=== What is being asked ===
Copy exactly. Begin with the line that contains "four collaborator operations" and stop after the last line of the records.
_ _ _ _ _
//! League service module: the engine's only external collaborators.
//!
//! The composition engine consumes four remote operations — roster listing,
//! round history, schedule-conflict checks, and the fixture-batch commit
//! sink — behind async traits, so the engine stays transport-agnostic
//! (HTTP/JSON, RPC, in-process). No local state is persisted; the draft
//! lives only for the duration of one composition session.
//!
//! The module includes:
//! - `service`: trait definitions for the four collaborator operations
//! - `error`: structured error type shared by all implementations
//! - `local`: in-memory implementation for unit testing and local development
//! - `factory`: factory for creating service instances
//! - `config`: TOML configuration file support

pub mod config;
pub mod error;
pub mod factory;
#[cfg(feature = "local-league")]
pub mod local;
pub mod service;

// Feature guard: at least one league backend must be available.
#[cfg(not(feature = "local-league"))]
compile_error!("Enable at least one league service backend feature.");

pub use config::LeagueConfig;
pub use error::{ErrorContext, LeagueResult, LeagueServiceError};
pub use factory::{LeagueBackendType, LeagueServiceFactory};
#[cfg(feature = "local-league")]
pub use local::LocalLeagueService;
pub use service::{
    ConflictSource, FixtureSink, LeagueService, RosterSource, RoundHistorySource,
};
_ _ _ _ _
=== Exercise result ===
//! - `service`: trait definitions for the four collaborator operations
//! - `error`: structured error type shared by all implementations
//! - `local`: in-memory implementation for unit testing and local development
//! - `factory`: factory for creating service instances
//! - `config`: TOML configuration file support

pub mod config;
pub mod error;
pub mod factory;
#[cfg(feature = "local-league")]
pub mod local;
pub mod service;

// Feature guard: at least one league backend must be available.
#[cfg(not(feature = "local-league"))]
compile_error!("Enable at least one league service backend feature.");

pub use config::LeagueConfig;
pub use error::{ErrorContext, LeagueResult, LeagueServiceError};
pub use factory::{LeagueBackendType, LeagueServiceFactory};
#[cfg(feature = "local-league")]
pub use local::LocalLeagueService;
pub use service::{
    ConflictSource, FixtureSink, LeagueService, RosterSource, RoundHistorySource,
};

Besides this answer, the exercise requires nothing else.